At the time, however, the Obama administration billeted electronic health records as the “magic bullet” that would practically eliminate medical errors, while also reducing health costs. Every government agency had its own “wish list” of things to include in EHR systems. Mostashari admitted this dynamic led to the typical bureaucratic problem of trying to do too much, too fast: “We had all the right ideas that were discussed and hashed out by the committee, but they were all of the right ideas” (emphasis original).

Meanwhile, records vendors saw dollar signs, and leapt at the business opportunity. As Fortune notes, many systems weren’t ready for prime time, but vendors didn’t focus on solving those types of inconsequential details:

[The] vendor community, then a scrappy $2 billion industry, griped at the litany of requirements but stood to gain so much from the government’s $36 billion injection that it jumped in line.

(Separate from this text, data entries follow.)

//! YAML definition of a JSON Lines source

use crate::error::{Error, Result};
use crate::stream::{CursorField, PrimaryKey};
use serde::{Deserialize, Serialize};
use std::collections::HashSet;
use std::path::{Path, PathBuf};

/// A source definition file
///
/// ```yaml
/// name: shop
/// streams:
///   - name: orders
///     path: data/orders
///     primary_key: id
///     cursor_field: updated_at
///     checkpoint_interval: 1000
///   - name: products
///     path: data/products.jsonl
///     page_size: 500
/// ```
#[derive(Debug, Clone, Serialize, Deserialize)]
pub struct SourceDefinition {
    /// Source name
    pub name: String,

    /// Stream definitions
    #[serde(default)]
    pub streams: Vec<StreamDefinition>,
}

/// One stream of a source definition
#[derive(Debug, Clone, Serialize, Deserialize)]
pub struct StreamDefinition {
    /// Stream name
    pub name: String,

    /// A `.jsonl` file, or a directory of them
    pub path: PathBuf,

    /// Optional namespace
    #[serde(default, skip_serializing_if = "Option::is_none")]
    pub namespace: Option<String>,

    /// Identity key: a field, a list of fields, or a list of field paths
    #[serde(default)]
    pub primary_key: PrimaryKey,

    /// Field ordering the records, enables incremental reads
    #[serde(default)]
    pub cursor_field: CursorField,

    /// Checkpoint every N records during incremental reads
    #[serde(default, skip_serializing_if = "Option::is_none")]
    pub checkpoint_interval: Option<usize>,

    /// Read full refreshes in resumable pages of this many records
    #[serde(default, skip_serializing_if = "Option::is_none")]
    pub page_size: Option<usize>,
}

impl SourceDefinition {
    /// Parse a definition from YAML
    pub fn from_yaml(yaml: &str) -> Result<Self> {
        let definition: Self = serde_yaml::from_str(yaml)?;
        definition.validate()?;
        Ok(definition)
    }

    /// Check the definition for configuration errors
    pub fn validate(&self) -> Result<()> {
        if self.name.trim().is_empty() {
            return Err(Error::missing_field("name"));
        }

        let mut seen = HashSet::new();
        for stream in &self.streams {
            stream.validate()?;
            if !seen.insert((stream.namespace.as_deref(), stream.name.as_str())) {
                return Err(Error::config(format!(
                    "Duplicate stream '{}' in source '{}'",
                    stream.name, self.name
                )));
            }
        }
        Ok(())
    }

    /// Resolve relative stream paths against `base`
    #[must_use]
    pub fn relative_to(mut self, base: &Path) -> Self {
        for stream in &mut self.streams {
            if stream.path.is_relative() {
                stream.path = base.join(&stream.path);
            }
        }
        self
    }
}

impl StreamDefinition {
    /// Check the stream definition for configuration errors
    pub fn validate(&self) -> Result<()> {
        if self.name.trim().is_empty() {
            return Err(Error::missing_field("streams[].name"));
        }
        self.primary_key.validate()?;

        match self.page_size {
            Some(0) => Err(Error::config(format!(
                "Stream '{}': page_size must be positive",
                self.name
            ))),
            Some(_) if !self.cursor_field.is_empty() => Err(Error::config(format!(
                "Stream '{}': page_size and cursor_field cannot be combined",
                self.name
            ))),
            _ => Ok(()),
        }
    }
}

As Rusty Frantz, CEO of EHR vendor NextGen Healthcare, put it: ‘The industry was like, ‘I’ve got this check dangling in front of me, and I have to check these boxes to get there, and so I’m going to do that.’’

The end result: Hospitals and doctors spent billions of dollars—because the government paid them to do so, and threatened to reduce their Medicare and Medicaid payments if they didn’t—to buy records systems that didn’t work well. These providers then became stuck with the systems once they purchased them, because of the systems’ cost, and because providers could not easily switch from one system to another.

David Blumenthal, who served as national coordinator for health IT under Obama, summed up the debacle accurately when he admitted that electronic health records “have not fulfilled their potential. I think few would argue they have.”

Electronic health records therefore provide an illustrative cautionary tale in which a government-imposed scheme spends billions of dollars but fails to live up to its hype, and alienates physicians and providers in the process. When the same thing happens under Democrats’ next proposed big-government health scheme—whether single payer, or some “moderate compromise” that only takes away half of Americans’ existing health coverage—don’t say you weren’t warned.